During the past 25 years, Nevin Altmann has made a name for herself in Egypt although officially the brand itself has not been in existence very long yet. Previously, no label decorated the designer’s products to identify them as a brand. People bought the articles because they liked them and knew who and what the products stood for. A shop exclusively selling Nevin Altmann designs was only founded in the last quarter of 2011 and is run by Altmann’s daughter, Tamara Altmann. The 26-year-old returned to Egypt after having studied hotel management in Europe, bubbling over with irrepressible energy and the idea to start a shop with her mother’s products. “I think her things are so beautiful, especially since she started to work with leather five years ago,” Tamara Altmann says. She didn’t have a plan. “I just wanted to do it and embraced the challenge.” Mother and daughter don’t just look alike: They also share a love for Egyptian artisanal work and some major character traits, including passion and courage.

There’s always this thrill of anticipation in opening a new parcel with the latest embroideries.

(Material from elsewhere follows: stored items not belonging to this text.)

//! # Tree Node Registry
//!
//! A type-safe, thread-safe registry for structural decomposition of nested
//! containers.
//!
//! ## Overview
//!
//! Container types register four behaviors (`flatten`, `flatten_with_keys`,
//! `unflatten`, and a stable serialized name) keyed by their Rust type. A traversal engine can then mechanically take any
//! registered container apart one level at a time into ordered children plus
//! a reconstruction [`Context`], and rebuild an equal container later.
//!
//! ## Features
//!
//! * **Type-Safe**: Node definitions are identified by their Rust type.
//! * **Cross-Process Names**: Serialized names survive process and version
//!   boundaries; the registry enforces their uniqueness.
//! * **High Performance**: `FxHashMap` + `parking_lot::RwLock`, read-mostly
//!   after startup registration.
//! * **One Level at a Time**: Recursion into children is the engine's
//!   responsibility, never this crate's.
//!
//! # Example
//!
//! ```rust
//! use canopy_tree::{Context, NodeDef, TreeError, TreeRegistry, ValueRef, downcast, value};
//!
//! #[derive(Debug, PartialEq, Hash)]
//! struct Pair(ValueRef, ValueRef);
//!
//! fn pair_flatten(v: &dyn canopy_tree::TreeValue) -> Result<(Vec<ValueRef>, Context), TreeError> {
//!     let pair = downcast::<Pair>(v)?;
//!     Ok((vec![pair.0.clone(), pair.1.clone()], Context::Arity(2)))
//! }
//! # fn pair_flatten_with_keys(v: &dyn canopy_tree::TreeValue) -> Result<(Vec<(canopy_tree::KeyToken, ValueRef)>, Context), TreeError> {
//! #     let (children, context) = pair_flatten(v)?;
//! #     Ok((children.into_iter().enumerate().map(|(i, c)| (canopy_tree::KeyToken::Index(i), c)).collect(), context))
//! # }
//! # fn pair_unflatten(mut children: Vec<ValueRef>, _: &Context) -> Result<ValueRef, TreeError> {
//! #     let b = children.pop().unwrap();
//! #     let a = children.pop().unwrap();
//! #     Ok(value(Pair(a, b)))
//! # }
//!
//! fn main() -> Result<(), TreeError> {
//!     let registry = TreeRegistry::new();
//!     registry.register(NodeDef::of::<Pair>(
//!         "example.Pair",
//!         pair_flatten,
//!         pair_flatten_with_keys,
//!         pair_unflatten,
//!     ))?;
//!
//!     let pair = Pair(value(1_i64), value(2_i64));
//!     let (children, context) = registry.flatten(&pair)?;
//!     let rebuilt = registry.unflatten("example.Pair", children, &context)?;
//!     assert!(rebuilt.dyn_eq(&pair));
//!     Ok(())
//! }
//! ```

mod context;
mod error;
mod node;
mod registry;
mod value;

pub use context::{Context, KeyToken};
pub use error::{TreeError, TreeErrorExt};
pub use node::{FlattenFn, FlattenWithKeysFn, NodeDef, UnflattenFn};
pub use registry::{TreeRegistry, registry};
pub use value::{TreeValue, ValueRef, downcast, value};
//! Sync plan and summary rendering

use super::actions::SyncAction;
use super::SyncReport;

/// Renders plans and reports for terminal output.
pub struct SyncReporter;

impl SyncReporter {
    /// Render the plan, one line per action, skips last.
    #[must_use]
    pub fn format_plan(actions: &[SyncAction], dry_run: bool) -> String {
        let mut output = String::new();

        if dry_run {
            output.push_str("=== Sync Plan (dry run) ===\n");
        } else {
            output.push_str("=== Sync Plan ===\n");
        }

        let mut skips = 0;
        for action in actions {
            match action {
                SyncAction::Skip { .. } => skips += 1,
                other => {
                    output.push_str(&format!("  {:<7} {}\n", other.verb(), other.path()));
                }
            }
        }
        if skips > 0 {
            output.push_str(&format!("  ({skips} unchanged)\n"));
        }
        if actions.is_empty() {
            output.push_str("  (nothing to sync)\n");
        }

        output
    }

    /// Generate a summary report
    #[must_use]
    pub fn generate_summary(report: &SyncReport) -> String {
        let mut output = String::new();

        if report.dry_run {
            output.push_str("\n=== Sync Summary (dry run) ===\n");
        } else {
            output.push_str("\n=== Sync Summary ===\n");
        }
        output.push_str(&format!("Added:    {}\n", report.added));
        output.push_str(&format!("Updated:  {}\n", report.updated));
        output.push_str(&format!("Deleted:  {}\n", report.deleted));
        output.push_str(&format!("Skipped:  {}\n", report.skipped));

        if !report.failures.is_empty() {
            output.push_str(&format!("\nFailures ({}):\n", report.failures.len()));
            for failure in &report.failures {
                output.push_str(&format!("  - {}: {}\n", failure.path, failure.message));
            }
        }

        output.push_str(&format!(
            "\nTotal operations: {}\n",
            report.total_operations()
        ));

        if report.is_success() {
            output.push_str("Status: ✓ Success\n");
        } else {
            output.push_str("Status: ✗ Completed with errors\n");
        }

        output
    }
}

#[cfg(test)]
mod tests {
    use super::*;
    use crate::sync::ItemFailure;

    #[test]
    fn test_summary_counts_and_status() {
        let report = SyncReport {
            added: 5,
            updated: 3,
            deleted: 1,
            skipped: 2,
            ..SyncReport::default()
        };

        let summary = SyncReporter::generate_summary(&report);

        assert!(summary.contains("Added:    5"));
        assert!(summary.contains("Updated:  3"));
        assert!(summary.contains("Skipped:  2"));
        assert!(summary.contains("Total operations: 9"));
        assert!(summary.contains("✓ Success"));
    }

    #[test]
    fn test_summary_with_failures() {
        let mut report = SyncReport {
            added: 1,
            ..SyncReport::default()
        };
        report.failures.push(ItemFailure {
            path: "a.md".to_string(),
            message: "upload failed".to_string(),
        });

        let summary = SyncReporter::generate_summary(&report);

        assert!(summary.contains("Failures (1)"));
        assert!(summary.contains("a.md: upload failed"));
        assert!(summary.contains("✗ Completed with errors"));
    }

    #[test]
    fn test_empty_plan_rendering() {
        let rendered = SyncReporter::format_plan(&[], true);

        assert!(rendered.contains("dry run"));
        assert!(rendered.contains("nothing to sync"));
    }

    #[test]
    fn test_plan_collapses_skips() {
        let actions = vec![
            SyncAction::Skip {
                path: "a.md".to_string(),
            },
            SyncAction::Skip {
                path: "b.md".to_string(),
            },
        ];

        let rendered = SyncReporter::format_plan(&actions, false);

        assert!(rendered.contains("(2 unchanged)"));
        assert!(!rendered.contains("a.md"));
    }
}
//! Remote corpus client interface
//!
//! The sync engine only ever talks to the remote document store through
//! [`RemoteCorpus`]: one upload, one delete, nothing else. Retries, rate
//! limits and authentication live behind the seam. The shipped
//! implementation, [`BridgeClient`], shells out to an external bridge
//! command that owns the session and answers with a JSON object on stdout.

use std::path::Path;
use std::process::Command;

use anyhow::Context;
use serde::Deserialize;
use tracing::debug;

use crate::error::Result;

/// Outcome of a remote delete.
#[derive(Debug, Clone, Copy, PartialEq, Eq)]
pub enum DeleteOutcome {
    /// The document was removed
    Deleted,
    /// The document was already gone; callers treat this as success
    NotFound,
}

/// Narrow client interface to the remote document store.
pub trait RemoteCorpus {
    /// Upload a file into a collection and return the new document id.
    ///
    /// # Errors
    ///
    /// Returns an error if the remote write fails.
    fn upload(&self, collection_id: &str, file: &Path, display_name: &str) -> Result<String>;

    /// Delete a document from a collection.
    ///
    /// # Errors
    ///
    /// Returns an error if the remote delete fails for any reason other
    /// than the document already being absent.
    fn delete(&self, collection_id: &str, document_id: &str) -> Result<DeleteOutcome>;
}

#[derive(Debug, Deserialize)]
#[serde(rename_all = "camelCase")]
struct UploadResponse {
    document_id: String,
}

#[derive(Debug, Deserialize)]
struct DeleteResponse {
    result: String,
}

/// [`RemoteCorpus`] implementation backed by an external bridge command.
pub struct BridgeClient {
    command: String,
}

impl BridgeClient {
    /// Create a client invoking the given bridge command.
    #[must_use]
    pub fn new(command: impl Into<String>) -> Self {
        Self {
            command: command.into(),
        }
    }

    fn run(&self, args: &[&str]) -> Result<String> {
        debug!(command = %self.command, ?args, "invoking corpus bridge");
        let output = Command::new(&self.command)
            .args(args)
            .output()
            .with_context(|| format!("Failed to invoke bridge command '{}'", self.command))?;

        if !output.status.success() {
            let stderr = String::from_utf8_lossy(&output.stderr);
            anyhow::bail!(
                "Bridge command failed ({}): {}",
                output.status,
                stderr.trim()
            );
        }

        Ok(String::from_utf8_lossy(&output.stdout).into_owned())
    }
}

impl RemoteCorpus for BridgeClient {
    fn upload(&self, collection_id: &str, file: &Path, display_name: &str) -> Result<String> {
        let file_arg = file.display().to_string();
        let stdout = self.run(&[
            "add-file",
            "--collection-id",
            collection_id,
            "--file",
            &file_arg,
            "--title",
            display_name,
        ])?;

        let response: UploadResponse = serde_json::from_str(&stdout)
            .context("Bridge upload response is not valid JSON")?;
        Ok(response.document_id)
    }

    fn delete(&self, collection_id: &str, document_id: &str) -> Result<DeleteOutcome> {
        let stdout = self.run(&[
            "delete-document",
            "--collection-id",
            collection_id,
            "--document-id",
            document_id,
        ])?;

        let response: DeleteResponse = serde_json::from_str(&stdout)
            .context("Bridge delete response is not valid JSON")?;
        match response.result.as_str() {
            "deleted" => Ok(DeleteOutcome::Deleted),
            "not_found" => Ok(DeleteOutcome::NotFound),
            other => anyhow::bail!("Bridge reported unexpected delete result: {other}"),
        }
    }
}
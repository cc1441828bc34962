//! Sync orchestration: load state, scan, plan, apply, persist

use std::path::{Path, PathBuf};

use chrono::Utc;
use tracing::{info, warn};

use super::executor::PlanExecutor;
use super::reconciler::Reconciler;
use super::{SyncAction, SyncReport};
use crate::error::Result;
use crate::remote::RemoteCorpus;
use crate::scanner::Scanner;
use crate::state::{StateStore, SyncState};

/// Options for one sync run.
#[derive(Debug, Clone)]
pub struct SyncOptions {
    /// Remote collection the folder is synced into
    pub collection_id: String,
    /// Identity performing the sync, for ownership warnings
    pub account: Option<String>,
    /// Plan only; no remote calls, no persistence
    pub dry_run: bool,
    /// Discard the tracking record first and re-sync everything
    pub force_rebuild: bool,
}

/// Everything a caller needs to render one run: the plan, the warnings
/// gathered along the way, and the final report.
#[derive(Debug)]
pub struct SyncOutcome {
    /// The reconciliation plan that was applied (or would have been)
    pub actions: Vec<SyncAction>,
    /// Non-fatal warnings from scanning, planning and ownership checks
    pub warnings: Vec<String>,
    /// Tallies and per-item failures
    pub report: SyncReport,
}

/// Composes the scanner, reconciler, executor and state store into one
/// sync operation for a single root.
///
/// Callers must not run two syncs for the same root concurrently; the
/// plan assumes the baseline state is not mutated under it.
pub struct SyncEngine<'a> {
    root: PathBuf,
    client: &'a dyn RemoteCorpus,
}

impl<'a> SyncEngine<'a> {
    /// Create an engine for one sync root.
    #[must_use]
    pub fn new(root: &Path, client: &'a dyn RemoteCorpus) -> Self {
        Self {
            root: root.to_path_buf(),
            client,
        }
    }

    /// Run one sync operation.
    ///
    /// A real run persists the updated tracking record atomically at the
    /// end; a dry run leaves both the record and the in-memory state
    /// untouched.
    ///
    /// # Errors
    ///
    /// Returns an error for structural problems only (unusable root,
    /// unreadable or unpersistable tracking record). Per-item remote
    /// failures are collected in the report instead.
    pub fn sync(&self, options: &SyncOptions) -> Result<SyncOutcome> {
        let store = StateStore::new(&self.root);
        let mut warnings = Vec::new();

        let mut state = if options.force_rebuild {
            // Discarding the record is a mutation, so a dry run only
            // pretends: it plans against an empty baseline
            if !options.dry_run {
                store.discard()?;
            }
            SyncState::new(&self.root)
        } else {
            store.load()?
        };

        if let (Some(account), Some(owner)) = (&options.account, &state.owner_account)
            && account != owner
        {
            let message = format!(
                "folder was last synced by {owner}, current account is {account}"
            );
            warn!("{message}");
            warnings.push(message);
        }

        let scan = Scanner::new(&self.root).scan()?;
        warnings.extend(scan.warnings.iter().cloned());

        let plan = Reconciler::plan(&scan, &state);
        warnings.extend(plan.warnings.iter().cloned());

        let executor = PlanExecutor::new(self.client, &options.collection_id, options.dry_run);
        let report = executor.apply(&plan.actions, &mut state);

        if !options.dry_run {
            state.remote_collection_id = Some(options.collection_id.clone());
            state.owner_account = options.account.clone();
            state.last_sync_at = Some(Utc::now());
            store.save(&state)?;
            info!(
                root = %self.root.display(),
                added = report.added,
                updated = report.updated,
                deleted = report.deleted,
                skipped = report.skipped,
                failures = report.failures.len(),
                "sync complete"
            );
        }

        Ok(SyncOutcome {
            actions: plan.actions,
            warnings,
            report,
        })
    }
}
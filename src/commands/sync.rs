//! The `sync` subcommand

use std::path::Path;

use corpusync::error::Result;
use corpusync::remote::BridgeClient;
use corpusync::sync::{SyncEngine, SyncOptions, SyncReport, SyncReporter};

/// Run one sync and print the plan and summary.
#[allow(clippy::fn_params_excessive_bools)]
pub fn execute(
    folder: &Path,
    collection: &str,
    account: Option<&str>,
    bridge: &str,
    dry_run: bool,
    force_rebuild: bool,
    verbose: bool,
) -> Result<SyncReport> {
    let client = BridgeClient::new(bridge);
    let engine = SyncEngine::new(folder, &client);

    let outcome = engine.sync(&SyncOptions {
        collection_id: collection.to_string(),
        account: account.map(str::to_string),
        dry_run,
        force_rebuild,
    })?;

    for warning in &outcome.warnings {
        eprintln!("Warning: {warning}");
    }

    if dry_run || verbose {
        print!("{}", SyncReporter::format_plan(&outcome.actions, dry_run));
    }
    print!("{}", SyncReporter::generate_summary(&outcome.report));

    Ok(outcome.report)
}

The two of them work together closely, but responsibility for operating the shop and designing is strictly divided. Each has her own domain, of which she is entirely in charge. Since 2014, Nevin Altman products are available on-line, and Tamara Altmann plans to open a second shop this year. She still doesn’t have a set strategy, but trusts her instincts instead. And, after all, fortune favors the bold.